Warum will ich das Ergebnis des Parsers im SQL Server verwenden? Dort ist mein Zuhause und mit TSQL kenne ich mich aus. Mit Python habe ich leider zu wenig Erfahrung, sodass es für mich wahrscheinlich einfacher wird, das Ergebnis des Parsers mit TSQL zu verarbeiten.
Der Parser liefert eine geschachtelte Token-Liste aus einzelnen Token, und die will ich in JSON convertieren, und zwar nicht flach (das funktioniert schon mit jsonpickle), sondern als geschachtelte Liste.

Code: Alles auswählen
# https://github.com/andialbrecht/sqlparse
import sqlparse
# # https://docs.python.org/3/library/json.html
import json
# import simplejson as json
# https://github.com/jsonpickle/jsonpickle
# https://jsonpickle.github.io/
# https://jsonpickle.readthedocs.io/en/latest/api.html
import jsonpickle
# Split a string containing two SQL statements:
# raw = 'select * from foo; select * from bar;'
# statements = sqlparse.split(raw)
# print(statements)
# # Get the first statement
# stmt = statements[0]
stmt = """
CREATE VIEW a.c AS
SELECT
[Date] = [T1].[Date],
aaa = /*Comment line 1
Comment line 2*/
bbb,
ccc as ccc1,
ddd as ddd1,
eee = /*Comment line 1
Comment line 2*/
eee,
fff = fff
FROM
a.b T1 (NOLOCK)
LEFT JOIN c.d T2
ON T1.jjj = T2.jjj
"""
stmt_format1 = sqlparse.format(stmt, strip_comments=False, use_space_around_operators=False, comma_first=True, reindent=True, keyword_case='upper')
## remove block comments in the first step, otherwise some unwanted indents are created
stmt_format2 = sqlparse.format(stmt_format1, strip_comments=True, use_space_around_operators=False, comma_first=True, reindent=True, keyword_case='upper')

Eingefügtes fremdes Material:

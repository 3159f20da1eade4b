//! Authentication configuration.

use super::Role;
use serde::{Deserialize, Serialize};

/// Placeholder secret shipped in old sample configs; never accepted.
const INSECURE_JWT_SECRET: &str = "change-me-in-production";

/// Minimum accepted length of the HMAC secret.
const MIN_SECRET_LEN: usize = 32;

/// Authentication configuration.
#[derive(Debug, Clone, Serialize, Deserialize)]
#[serde(default)]
pub struct AuthConfig {
    /// JWT secret for HS256. Supports `env:VAR_NAME` indirection.
    pub jwt_secret: Option<String>,

    /// Lifetime of issued tokens in seconds.
    pub token_ttl_secs: i64,

    /// Accounts allowed to log in. Passwords are stored as bcrypt hashes.
    pub users: Vec<Account>,
}

impl Default for AuthConfig {
    fn default() -> Self {
        Self {
            // No default JWT secret - must be explicitly configured
            jwt_secret: None,
            token_ttl_secs: 60 * 60 * 24,
            users: Vec::new(),
        }
    }
}

impl AuthConfig {
    /// Resolve the JWT secret, expanding `env:VAR_NAME` syntax.
    /// Returns the resolved secret or None if not configured.
    pub fn resolve_jwt_secret(&self) -> Result<Option<String>, ConfigValidationError> {
        match &self.jwt_secret {
            None => Ok(None),
            Some(value) => {
                if let Some(var_name) = value.strip_prefix("env:") {
                    match std::env::var(var_name) {
                        Ok(secret) if !secret.is_empty() => Ok(Some(secret)),
                        Ok(_) => Err(ConfigValidationError::EnvVarEmpty(var_name.to_string())),
                        Err(_) => Err(ConfigValidationError::EnvVarNotFound(var_name.to_string())),
                    }
                } else {
                    Ok(Some(value.clone()))
                }
            }
        }
    }

    /// Validate the configuration and return the resolved secret.
    pub fn validate(&self) -> Result<String, ConfigValidationError> {
        let secret = self
            .resolve_jwt_secret()?
            .ok_or(ConfigValidationError::MissingJwtSecret)?;

        if secret == INSECURE_JWT_SECRET {
            return Err(ConfigValidationError::InsecureJwtSecret);
        }
        if secret.len() < MIN_SECRET_LEN {
            return Err(ConfigValidationError::JwtSecretTooShort);
        }
        if self.token_ttl_secs <= 0 {
            return Err(ConfigValidationError::InvalidTokenTtl(self.token_ttl_secs));
        }

        Ok(secret)
    }

    /// Generate a random JWT secret from the OS-seeded thread RNG.
    pub fn generate_jwt_secret() -> String {
        use rand::Rng;

        const CHARSET: &[u8] = b"ABCDEFGHIJKLMNOPQRSTUVWXYZabcdefghijklmnopqrstuvwxyz0123456789";
        const SECRET_LENGTH: usize = 64;

        let mut rng = rand::rng();
        (0..SECRET_LENGTH)
            .map(|_| {
                let idx = rng.random_range(0..CHARSET.len());
                CHARSET[idx] as char
            })
            .collect()
    }
}

/// Configuration validation errors.
#[derive(Debug, Clone, PartialEq, Eq)]
pub enum ConfigValidationError {
    /// JWT secret is not configured.
    MissingJwtSecret,
    /// JWT secret is the insecure placeholder value.
    InsecureJwtSecret,
    /// JWT secret is too short (minimum 32 characters).
    JwtSecretTooShort,
    /// Token lifetime is zero or negative.
    InvalidTokenTtl(i64),
    /// Environment variable not found (for `env:VAR_NAME` syntax).
    EnvVarNotFound(String),
    /// Environment variable is empty (for `env:VAR_NAME` syntax).
    EnvVarEmpty(String),
}

impl std::fmt::Display for ConfigValidationError {
    fn fmt(&self, f: &mut std::fmt::Formatter<'_>) -> std::fmt::Result {
        match self {
            Self::MissingJwtSecret => {
                write!(
                    f,
                    "JWT secret is required. Set CORKBOARD__AUTH__JWT_SECRET or auth.jwt_secret in config."
                )
            }
            Self::InsecureJwtSecret => {
                write!(
                    f,
                    "JWT secret cannot be the placeholder value. Please configure a secure secret."
                )
            }
            Self::JwtSecretTooShort => {
                write!(
                    f,
                    "JWT secret must be at least {} characters long.",
                    MIN_SECRET_LEN
                )
            }
            Self::InvalidTokenTtl(ttl) => {
                write!(f, "token_ttl_secs must be positive, got {}.", ttl)
            }
            Self::EnvVarNotFound(var) => {
                write!(
                    f,
                    "Environment variable '{}' not found (referenced via env:{} in config).",
                    var, var
                )
            }
            Self::EnvVarEmpty(var) => {
                write!(
                    f,
                    "Environment variable '{}' is empty (referenced via env:{} in config).",
                    var, var
                )
            }
        }
    }
}

impl std::error::Error for ConfigValidationError {}

/// Account allowed to log in.
#[derive(Debug, Clone, Serialize, Deserialize)]
pub struct Account {
    /// User ID, used as the token subject.
    pub id: String,
    /// Display name.
    pub name: String,
    /// Email address.
    pub email: String,
    /// Password hash (bcrypt).
    pub password_hash: String,
    /// Role.
    pub role: Role,
}

impl Account {
    /// Verify a password against this account's hash.
    pub fn verify_password(&self, password: &str) -> bool {
        bcrypt::verify(password, &self.password_hash).unwrap_or(false)
    }
}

## reformat the statement with removed comments to get results without unwanted indents
stmt_format3 = sqlparse.format(stmt_format2, strip_comments=True, use_space_around_operators=False, comma_first=True, reindent=True, keyword_case='upper')
print(stmt_format3)
# Parsing a SQL statement:
# the result is fine and nested, there is an IdentifierList which I would like to keep as one group
parsed = sqlparse.parse(stmt_format3)[0]
# # json.dumps doesn't work, the object is to complex
# jsonStr = json.dumps(dict(parsed.tokens))
# I found jsonpickle
# it can convert also complex objects into json
frozen = jsonpickle.encode(parsed.tokens,keys=True,indent=1)
print(frozen)
# # the object is not restored as the original because the json represenation lost information
# thawed = jsonpickle.decode(frozen)
# # I dont get nested tokens exported into json, instead I get only the token type, but not the content:
# {
# "py/object": "sqlparse.sql.IdentifierList"
# },
# {
# "py/object": "sqlparse.sql.Identifier"
# },
# to get all tokens with content, I can flatten the "parsed" and convert to json
flattened = list(parsed.flatten())
print (flattened)
frozen2 = jsonpickle.encode(flattened,keys=True,indent=1)
print(frozen2)
# But now they are in a flat list and I lost information about parents and nested structures
# print(parsed.tokens)